One of these pioneers was De Wetshof winemaker Danie deWet, who in 1981 illegally imported cuttings of chardonnay vines through fellow winemaker Jan Boland Coetzee, who, while working in Europe at the time, managed to obtain chardonnay cuttings from the Clos des Mouches vineyard in Beaune.
These were surreptitiously brought to De Wet in a “box of chocolates” – and went on to father one of arguably the finest chardonnays produced in South Africa, the De Wetshof Bateleur Chardonnay 1998 – a wine that fetched over R700 a bottle at the 2011 Nederburg Auction and was described by the Wall Street Journal as tasting “like money”. A 750ml bottle of the flagship De Wetshof goes on auction at the charity event, donated by De Wet.
He and fellow “smugglers” were eventually called to testify to a Commission of Enquiry, one that ironically led to the lifting of the embargo and the formation of the Vine Improvement Association (VIA) in 1986 to fast track the improvement of plant materials through experimentation.
These events fortuitously helped the wine industry ready itself for the lifting of yet another embargo: a growth-stunting cultural and economic ban on the importation of South African goods (including wines) initiated by Sweden in the 80s that had left the local industry severely lagging internationally as producers of mostly Steen and Cape Riesling for bulk wine production.
Further irony is that today, Sweden is a major partner in the Nederburg Auction as a regular buyer and participant in the Charity Auction.

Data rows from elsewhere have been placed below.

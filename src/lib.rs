//! Compiler for the dynamic mission language.
//!
//! A mission is written as free text:
//!
//! ```text
//! 10:00 3X widgets:5          // global defaults
//! 2*(Wires, Keypad 2*ALL_VANILLA!)   // two identical bombs
//! (profile:Hard needyprofile:Hard)   // a third one
//! ```
//!
//! [`compile`] turns that text into a [`MissionSpec`] or a [`CompileError`]
//! holding every problem found in one pass.

#[macro_use]
mod macros;
mod api;
mod catalog;
mod engine;
mod error;
mod mission;

pub use api::{CompileDetails, CompileVerbose, Context, HostLimits, TokenSummary, compile, compile_verbose_with, compile_with};
pub use catalog::{ModuleCatalog, ModuleInfo, Profile, ProfileKind, ProfileRegistry};
pub use engine::CompileMetrics;
pub use error::{CompileError, Diagnostic, LoadError};
pub use mission::{
    AggregatePool, BombConfig, ComponentSource, FactoryMode, MissionSpec, ModuleClass, ModulePoolSpec, ModuleRef,
    PoolContent, RuleSeed, RuleSeedSetting, RuleSeedSink, VanillaModule,
};

// --- Internal types ---------------------------------------------------------

/// Byte span in the mission text.
#[derive(Debug, Clone, Copy, PartialEq, Eq)]
pub(crate) struct Range {
    /// Start byte index (inclusive).
    pub start: usize,
    /// End byte index (exclusive).
    pub end: usize,
}

#[derive(Debug, Clone, PartialEq, Eq)]
pub(crate) struct Token {
    pub range: Range,
    pub kind: TokenKind,
}

#[derive(Debug, Clone, PartialEq, Eq)]
pub(crate) enum TokenKind {
    /// `H:MM:SS` or `MM:SS`, already converted to seconds.
    Time(u64),
    /// `3X`
    Strikes(u32),
    Setting { name: SettingName, value: Option<String> },
    ModulePool(PoolToken),
    /// `(` with the optional `N*` repeat prefix.
    GroupOpen { count: Option<u32> },
    GroupClose,
}

/// Payload of a module-pool token.
#[derive(Debug, Clone, PartialEq, Eq)]
pub(crate) struct PoolToken {
    /// Pool text with quotes stripped and outer whitespace trimmed.
    pub body: String,
    pub count: Option<u32>,
    /// Set by the `!` marker.
    pub unique: bool,
    pub unclosed_quote: bool,
}

#[derive(Debug, Clone, Copy, PartialEq, Eq, Hash)]
pub(crate) enum SettingName {
    Strikes,
    NeedyActivationTime,
    Widgets,
    NoPacing,
    FrontOnly,
    Factory,
    RuleSeed,
}

impl SettingName {
    pub(crate) fn from_keyword(keyword: &str) -> Option<Self> {
        match keyword.to_ascii_lowercase().as_str() {
            "strikes" => Some(SettingName::Strikes),
            "needyactivationtime" => Some(SettingName::NeedyActivationTime),
            "widgets" => Some(SettingName::Widgets),
            "nopacing" => Some(SettingName::NoPacing),
            "frontonly" => Some(SettingName::FrontOnly),
            "factory" => Some(SettingName::Factory),
            "ruleseed" => Some(SettingName::RuleSeed),
            _ => None,
        }
    }

    pub(crate) fn keyword(self) -> &'static str {
        match self {
            SettingName::Strikes => "strikes",
            SettingName::NeedyActivationTime => "needyactivationtime",
            SettingName::Widgets => "widgets",
            SettingName::NoPacing => "nopacing",
            SettingName::FrontOnly => "frontonly",
            SettingName::Factory => "factory",
            SettingName::RuleSeed => "ruleseed",
        }
    }
}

Swedish importer Janåke Johansson this year is donating a 15-litre bottle of Capitel de’ Roari Amarone from the Luigi Righetti estate, a small family-run winery located in the heart of Italy’s Valpolicella Classico area and credited with having played a vital part in boosting the region's status in the wine world.
The Nederburg Auction itself has had a significant historical impact on the local industry, setting the standard for premium wine sales and production since its introduction in 1975. This annual event was precipitated by former Nederburg cellarmaster Günter Brözel’s creation of a class of wine that could not legally be sold other than through auction – the famous botrytis wine Edelkeur.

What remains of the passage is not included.